As SRF makes clear, the 'A,B' structure of the verse allows (and compels) us to decide for ourselves where the emphasis falls, and what relationship exists between the two lines. But even more enjoyable is the iham, the 'misdirection', provided by the multivalence of jalnaa in the first line. We're encouraged to take it to mean 'burns' in the sense of 'causes pain', since often a sick person does feel worse at the end of the day, and the first line has the matter-of-fact sound of a medical description. Only with the word 'lamp' in the second line do we realize that we need to go back and revise our understanding of the first line to include the meaning of 'burns' like an oil lamp. The multivalence of 'to burn' is so fundamental that (for once!) we can readily capture the wordplay through the similar range of 'burns' in English. But still, it doesn't seem to me to be a true iham in the strict sense, because both meanings are fully available and potentiated by the verse (the wound does indeed undoubtedly 'burn' in a medical sense, which is why it can be said to 'burn' like a lamp). For more discussion of iham, see {178,1}.

There's also the little word ik , with its piquant range of meaning from the possibly deprecatory ('one, single') to the highly laudatory ('unique, excellent').

Moreover, jalaa gayaa perhaps adds a final pleasure of its own. Formally it's something like a short form of jalaa kar gayaa , so that it would carry the distinct extra sense that passion lights the lamp 'in passing', or it lights the lamp and then goes on its way.
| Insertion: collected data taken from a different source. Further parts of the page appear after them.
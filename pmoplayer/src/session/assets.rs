//! Assets singletons : image de fond et pochette audio

use super::Session;
use crate::blob::{AssetKey, Blob};
use crate::handle::ObjectHandle;
use crate::persistence::blob::Collection;
use crate::settings::{AudioArtMode, BackgroundMode};
use crate::surface::PlaybackSurface;
use crate::Error;
use tracing::{debug, warn};

/// Résultat de la relecture d'un asset persistant
#[derive(Debug, Clone, Copy, PartialEq, Eq)]
pub(super) enum AssetReload {
    Loaded,
    /// Aucun enregistrement : l'asset a disparu
    Missing,
    /// Le store a échoué, l'enregistrement existe peut-être toujours
    Unreadable,
}

impl<S: PlaybackSurface> Session<S> {
    /// Handle courant de l'image de fond
    pub fn background_handle(&self) -> Option<&ObjectHandle> {
        self.handles.asset(AssetKey::BackgroundImage)
    }

    /// Handle courant de la pochette personnalisée
    pub fn audio_art_handle(&self) -> Option<&ObjectHandle> {
        self.handles.asset(AssetKey::AudioArt)
    }

    /// Relit un asset persistant et lui associe un nouveau handle
    pub(super) async fn reload_asset(&mut self, key: AssetKey) -> AssetReload {
        match self.stores.blobs.get(Collection::Assets, key.as_str()).await {
            Ok(Some(blob)) => {
                self.handles.mint_asset(key, blob);
                AssetReload::Loaded
            }
            Ok(None) => {
                debug!("{}", Error::RecordNotFound(key.to_string()));
                AssetReload::Missing
            }
            Err(e) => {
                warn!(asset = %key, "Failed to read asset: {}", e);
                AssetReload::Unreadable
            }
        }
    }

    pub(super) async fn forget_asset(&self, key: AssetKey) {
        if let Err(e) = self.stores.blobs.delete(Collection::Assets, key.as_str()).await {
            let err = Error::DeleteFailure {
                id: key.to_string(),
                reason: e.to_string(),
            };
            warn!("{}", err);
        }
    }

    async fn store_asset(&mut self, key: AssetKey, blob: Blob) -> ObjectHandle {
        if let Err(e) = self.stores.blobs.put(Collection::Assets, key.as_str(), &blob).await {
            warn!(asset = %key, "Failed to persist asset: {}", e);
        }
        self.handles.mint_asset(key, blob)
    }

    /// Remplace l'image de fond et passe en mode image
    pub async fn set_background_image(&mut self, blob: Blob) -> ObjectHandle {
        let handle = self.store_asset(AssetKey::BackgroundImage, blob).await;
        self.settings.background = BackgroundMode::Image;
        self.snapshot();
        handle
    }

    /// Revient au fond par défaut et oublie l'image
    pub async fn reset_background(&mut self) {
        self.settings.background = BackgroundMode::Default;
        self.handles.revoke_asset(AssetKey::BackgroundImage);
        self.forget_asset(AssetKey::BackgroundImage).await;
        self.snapshot();
    }

    /// Change la source de la pochette audio
    ///
    /// Passer en mode personnalisé sans pochette en mémoire relit l'asset
    /// persistant ; s'il n'existe pas, le mode retombe sur `Default`.
    pub async fn set_audio_art_mode(&mut self, mode: AudioArtMode) -> AudioArtMode {
        self.settings.audio_art = mode;
        if mode == AudioArtMode::Custom
            && self.audio_art_handle().is_none()
            && self.reload_asset(AssetKey::AudioArt).await != AssetReload::Loaded
        {
            self.settings.audio_art = AudioArtMode::Default;
        }
        self.snapshot();
        self.settings.audio_art
    }

    /// Remplace la pochette personnalisée et passe en mode personnalisé
    pub async fn set_audio_art(&mut self, blob: Blob) -> ObjectHandle {
        let handle = self.store_asset(AssetKey::AudioArt, blob).await;
        self.settings.audio_art = AudioArtMode::Custom;
        self.snapshot();
        handle
    }

    /// Oublie la pochette personnalisée
    pub async fn reset_audio_art(&mut self) {
        self.handles.revoke_asset(AssetKey::AudioArt);
        self.forget_asset(AssetKey::AudioArt).await;
        if self.settings.audio_art == AudioArtMode::Custom {
            self.settings.audio_art = AudioArtMode::Default;
        }
        self.snapshot();
    }
}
The effect is to suggest the carelessness of passion, and perhaps also the short time that the lamp will actually manage to burn (since passion will not stay around to solicitously tend it, trim the wick, renew the oil supply, etc.). But there's also an idiomatic sense in which jalaa gayaa would be different only in nuance from jalaayaa ; on this see {1781,1}.

In any case, as SRF points out, we clearly realize that it's passion that wrecks the heart, and thus lights the lamp, in the first place. Passion makes the heart into a 'ruin', which is a remarkable and ambiguous deed, and then within that very 'ruin' it lights a lamp; does that count as a separate and different, or even opposite, deed? Or is it just a rephrasing of the same action? Here we're back wandering in 'A,B' territory again.

In short, who can blame SRF for ending the first of his four volumes with this lovely, potent, haunting verse?